Agent Skills Security: Full Lifecycle Governance Framework and Threat Landscape

The article presents a comprehensive security analysis of AI Agent Skills, outlining a four‑stage attack surface—from creation to execution—detailing core risks such as malicious logic injection, supply‑chain poisoning, and persistent trust abuse, and proposes a full‑lifecycle governance framework, OWASP‑style top‑10, and emerging mitigation tools.

SuanNi
SuanNi
SuanNi
Agent Skills Security: Full Lifecycle Governance Framework and Threat Landscape

1. Four‑Stage Attack Surface

The paper Towards Secure Agent Skills: Architecture, Threat Taxonomy, and Security Analysis defines four lifecycle phases for Agent Skills—Creation, Distribution, Deployment, and Execution—each exposing distinct attack vectors.

1.1 Creation

Core risks: malicious logic injection, command confusion, hidden backdoors. The SKILL.md file and its bundled scripts have unrestricted control; an attacker can embed adversarial commands in a seemingly benign description (e.g., a PDF text‑extraction feature) that are never validated by static analysis because the interface contract is missing. This creates a “behavior gap” that static tools cannot detect.

Snyk’s ToxicSkills scan of 3,984 Agent Skills found 534 (13.4%) with at least one critical issue, including hard‑coded malicious scripts and remote‑code‑execution payloads introduced via pip install or curl | bash commands.

1.2 Distribution

Core risks: malicious Skill masquerading, supply‑chain poisoning, ranking manipulation. Attackers can register Typosquatted Skill names that closely resemble popular tools (e.g., solana‑wallet‑tracker, youtube‑summarize‑pro) and publish convincing documentation, tricking users into installing compromised packages.
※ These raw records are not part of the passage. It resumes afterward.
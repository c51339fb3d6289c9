//! Video assembly
//!
//! Orchestrates discovery, source fetching, playlist expansion and subtitle
//! aggregation into one ranked list of videos.
//!
//! Network work runs with bounded parallelism; every merge step (claiming
//! source URLs, collecting videos and tracks) runs sequentially in discovery
//! order, so the output matches a sequential run exactly.

use futures::stream::{self, StreamExt};
use std::time::Duration;
use tokio::time::{timeout_at, Instant};

use super::dedup::DedupSet;
use super::playlist::PlaylistResolver;
use super::subtitles::SubtitleAggregator;
use crate::api::ProviderClient;
use crate::config::Config;
use crate::error::{ResolveError, Result};
use crate::models::{
    Diagnostic, DiagnosticKind, EpisodeRef, MediaType, Resolution, Server, SourceDescriptor,
    Video,
};

/// Resolves an episode into playable videos
#[derive(Debug, Clone)]
pub struct VideoAssembler {
    provider: ProviderClient,
    playlists: PlaylistResolver,
    include_dub: bool,
    concurrency: usize,
    deadline: Duration,
}

/// Work left after a source descriptor has been claimed
enum Candidate {
    Direct(Video),
    Playlist { server: Server, url: String },
}

impl VideoAssembler {
    /// Create an assembler from configuration
    pub fn new(config: &Config) -> Self {
        Self::with_provider(ProviderClient::new(config))
            .include_dub(config.include_dub)
            .concurrency(config.concurrency())
            .deadline(config.deadline())
    }

    /// Create an assembler around an existing provider client
    pub fn with_provider(provider: ProviderClient) -> Self {
        let defaults = Config::default();
        Self {
            playlists: PlaylistResolver::new(provider.http().clone()),
            provider,
            include_dub: defaults.include_dub,
            concurrency: defaults.concurrency(),
            deadline: defaults.deadline(),
        }
    }

    /// Also process DUB servers (after SUB)
    pub fn include_dub(mut self, include_dub: bool) -> Self {
        self.include_dub = include_dub;
        self
    }

    /// Number of servers processed in parallel
    pub fn concurrency(mut self, concurrency: usize) -> Self {
        self.concurrency = concurrency.max(1);
        self
    }

    /// Deadline for the whole assembly
    pub fn deadline(mut self, deadline: Duration) -> Self {
        self.deadline = deadline;
        self
    }

    /// Resolve an episode into videos with the aggregated subtitle set
    ///
    /// Fails with `NotFound` when the server list is unavailable and with
    /// `NoPlayableSource` when no server produced a video.
    pub async fn assemble(&self, episode: &EpisodeRef) -> Result<Resolution> {
        let list = self
            .provider
            .discover_servers(episode, self.include_dub)
            .await?;
        tracing::info!(episode = %episode, servers = list.servers.len(), "resolving episode");

        self.assemble_servers(list.servers, list.skipped).await
    }

    /// Resolve an already discovered server list
    pub async fn assemble_servers(
        &self,
        servers: Vec<Server>,
        mut diagnostics: Vec<Diagnostic>,
    ) -> Result<Resolution> {
        let deadline = Instant::now() + self.deadline;
        let attempted = servers.len();

        // Fetch every descriptor concurrently, results in discovery order
        let fetched: Vec<(Server, std::result::Result<SourceDescriptor, Diagnostic>)> =
            stream::iter(servers)
                .map(|server| async move {
                    let fetch = timeout_at(deadline, self.provider.fetch_source(&server));
                    let result = match fetch.await {
                        Ok(Ok(descriptor)) => Ok(descriptor),
                        Ok(Err(e)) => Err(e.to_diagnostic().for_server(&server)),
                        Err(_) => Err(deadline_diagnostic(&server, "source fetch")),
                    };
                    (server, result)
                })
                .buffered(self.concurrency)
                .collect()
                .await;

        let mut dedup = DedupSet::new();
        let mut subtitles = SubtitleAggregator::new();
        let mut candidates = Vec::new();

        for (server, result) in fetched {
            let descriptor = match result {
                Ok(descriptor) => descriptor,
                Err(diag) => {
                    record(&mut diagnostics, diag);
                    continue;
                }
            };

            subtitles.add(&descriptor);
            match claim(&server, &descriptor, &mut dedup) {
                Ok(candidate) => candidates.push(candidate),
                Err(diag) => record(&mut diagnostics, diag),
            }
        }

        // Expand playlists concurrently, merge in claim order
        let expanded: Vec<std::result::Result<Vec<Video>, Diagnostic>> = stream::iter(candidates)
            .map(|candidate| async move {
                match candidate {
                    Candidate::Direct(video) => Ok(vec![video]),
                    Candidate::Playlist { server, url } => {
                        self.expand_playlist(&server, &url, deadline).await
                    }
                }
            })
            .buffered(self.concurrency)
            .collect()
            .await;

        let mut videos = Vec::new();
        for result in expanded {
            match result {
                Ok(batch) => {
                    for video in batch {
                        if dedup.claim_video(&video.url) {
                            videos.push(video);
                        } else {
                            tracing::debug!(url = %video.url, "dropping duplicate variant");
                        }
                    }
                }
                Err(diag) => record(&mut diagnostics, diag),
            }
        }

        if videos.is_empty() {
            tracing::warn!(servers = attempted, "no playable source");
            return Err(ResolveError::NoPlayableSource { diagnostics });
        }

        let subtitles = subtitles.into_tracks();
        for video in &mut videos {
            video.subtitle_tracks = subtitles.clone();
        }

        tracing::info!(
            videos = videos.len(),
            subtitles = subtitles.len(),
            skipped = diagnostics.len(),
            "episode resolved"
        );
        Ok(Resolution {
            videos,
            subtitles,
            diagnostics,
        })
    }

    async fn expand_playlist(
        &self,
        server: &Server,
        url: &str,
        deadline: Instant,
    ) -> std::result::Result<Vec<Video>, Diagnostic> {
        let resolved = timeout_at(deadline, self.playlists.resolve(url, self.provider.headers()));
        let variants = match resolved.await {
            Ok(Ok(variants)) => variants,
            Ok(Err(e)) => return Err(e.to_diagnostic().for_server(server)),
            Err(_) => return Err(deadline_diagnostic(server, "playlist fetch")),
        };

        let prefix = server.label_prefix();
        Ok(variants
            .into_iter()
            .map(|v| Video {
                label: format!("{} - {}", prefix, v.quality_label),
                url: v.url,
                subtitle_tracks: Vec::new(),
            })
            .collect())
    }
}

/// Decide what a fetched descriptor contributes, claiming its source URL
fn claim(
    server: &Server,
    descriptor: &SourceDescriptor,
    dedup: &mut DedupSet,
) -> std::result::Result<Candidate, Diagnostic> {
    if descriptor.encrypted {
        return Err(
            Diagnostic::new(DiagnosticKind::Encrypted, "source is encrypted").for_server(server),
        );
    }

    let file = match descriptor.primary() {
        Some(file) if !file.url.is_empty() => file,
        _ => {
            return Err(
                Diagnostic::new(DiagnosticKind::EmptySource, "no source file").for_server(server),
            )
        }
    };

    if !dedup.claim_source(&file.url) {
        return Err(Diagnostic::new(
            DiagnosticKind::DuplicateSource,
            format!("{} already provided by another server", file.url),
        )
        .for_server(server));
    }

    match file.media_type {
        MediaType::Hls if file.is_playlist() => Ok(Candidate::Playlist {
            server: server.clone(),
            url: file.url.clone(),
        }),
        MediaType::Mp4 => Ok(Candidate::Direct(Video {
            url: file.url.clone(),
            label: format!("{} - MP4", server.label_prefix()),
            subtitle_tracks: Vec::new(),
        })),
        other => Err(Diagnostic::new(
            DiagnosticKind::UnsupportedMedia,
            format!("unsupported {} source {}", other, file.url),
        )
        .for_server(server)),
    }
}

fn deadline_diagnostic(server: &Server, stage: &str) -> Diagnostic {
    Diagnostic::new(
        DiagnosticKind::DeadlineExceeded,
        format!("{} did not finish before the deadline", stage),
    )
    .for_server(server)
}

/// Log and keep a diagnostic
fn record(diagnostics: &mut Vec<Diagnostic>, diag: Diagnostic) {
    match diag.kind {
        DiagnosticKind::DuplicateSource | DiagnosticKind::Encrypted => {
            tracing::debug!(
                server_id = diag.server_id.as_deref().unwrap_or(""),
                kind = ?diag.kind,
                "{}",
                diag.message
            )
        }
        _ => tracing::warn!(
            server_id = diag.server_id.as_deref().unwrap_or(""),
            kind = ?diag.kind,
            "{}",
            diag.message
        ),
    }
    diagnostics.push(diag);
}

#[cfg(test)]
mod tests {
    use super::*;
    use crate::models::{AudioKind, SourceFile};

    fn server(id: &str, name: &str) -> Server {
        Server {
            id: id.to_string(),
            display_name: name.to_string(),
            kind: AudioKind::Sub,
        }
    }

    fn descriptor(url: &str, media_type: MediaType) -> SourceDescriptor {
        SourceDescriptor {
            source_files: vec![SourceFile {
                url: url.to_string(),
                media_type,
            }],
            ..SourceDescriptor::default()
        }
    }

    #[test]
    fn test_claim_mp4_is_direct() {
        let mut dedup = DedupSet::new();
        let candidate = claim(
            &server("1", "VidStream"),
            &descriptor("https://cdn/v.mp4", MediaType::Mp4),
            &mut dedup,
        );
        match candidate {
            Ok(Candidate::Direct(video)) => assert_eq!(video.label, "VidStream SUB - MP4"),
            _ => panic!("expected a direct video"),
        }
    }

    #[test]
    fn test_claim_duplicate_source() {
        let mut dedup = DedupSet::new();
        let d = descriptor("https://cdn/master.m3u8", MediaType::Hls);
        assert!(claim(&server("1", "A"), &d, &mut dedup).is_ok());
        let diag = claim(&server("2", "B"), &d, &mut dedup).err().unwrap();
        assert_eq!(diag.kind, DiagnosticKind::DuplicateSource);
        assert_eq!(diag.server_id.as_deref(), Some("2"));
    }

    #[test]
    fn test_claim_encrypted_and_empty() {
        let mut dedup = DedupSet::new();
        let mut d = descriptor("https://cdn/master.m3u8", MediaType::Hls);
        d.encrypted = true;
        let diag = claim(&server("1", "A"), &d, &mut dedup).err().unwrap();
        assert_eq!(diag.kind, DiagnosticKind::Encrypted);

        // Encrypted sources never claim their URL
        d.encrypted = false;
        assert!(claim(&server("2", "B"), &d, &mut dedup).is_ok());

        let diag = claim(&server("3", "C"), &SourceDescriptor::default(), &mut dedup)
            .err()
            .unwrap();
        assert_eq!(diag.kind, DiagnosticKind::EmptySource);
    }

    #[test]
    fn test_claim_unsupported() {
        let mut dedup = DedupSet::new();
        let diag = claim(
            &server("1", "A"),
            &descriptor("https://cdn/stream.mpd", MediaType::Other),
            &mut dedup,
        )
        .err()
        .unwrap();
        assert_eq!(diag.kind, DiagnosticKind::UnsupportedMedia);

        // HLS that is not a playlist reference is ignored too
        let diag = claim(
            &server("2", "B"),
            &descriptor("https://cdn/embed/xyz", MediaType::Hls),
            &mut dedup,
        )
        .err()
        .unwrap();
        assert_eq!(diag.kind, DiagnosticKind::UnsupportedMedia);
    }
}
Automated bots inflate download counts and fake reviews to push malicious Skills to the top of search results (as observed by Mitiga Labs).

Repository hijacking is also reported: compromised accounts gain control of legitimate Skill repositories, allowing post‑installation content changes that inherit the original approval permissions.

1.3 Deployment

Core risks: consent gap. Users approve a Skill based on its description, but the granted permissions persist across sessions, are broad, and cannot be revoked when the Skill’s content changes because approval is tied to the Skill identity rather than a versioned hash.

Three structural defects are highlighted:

Persistent trust model: a single approval grants lasting rights, enabling delayed malicious activation.

Unbounded permission scope: the approved Skill can perform any future operation, regardless of relevance.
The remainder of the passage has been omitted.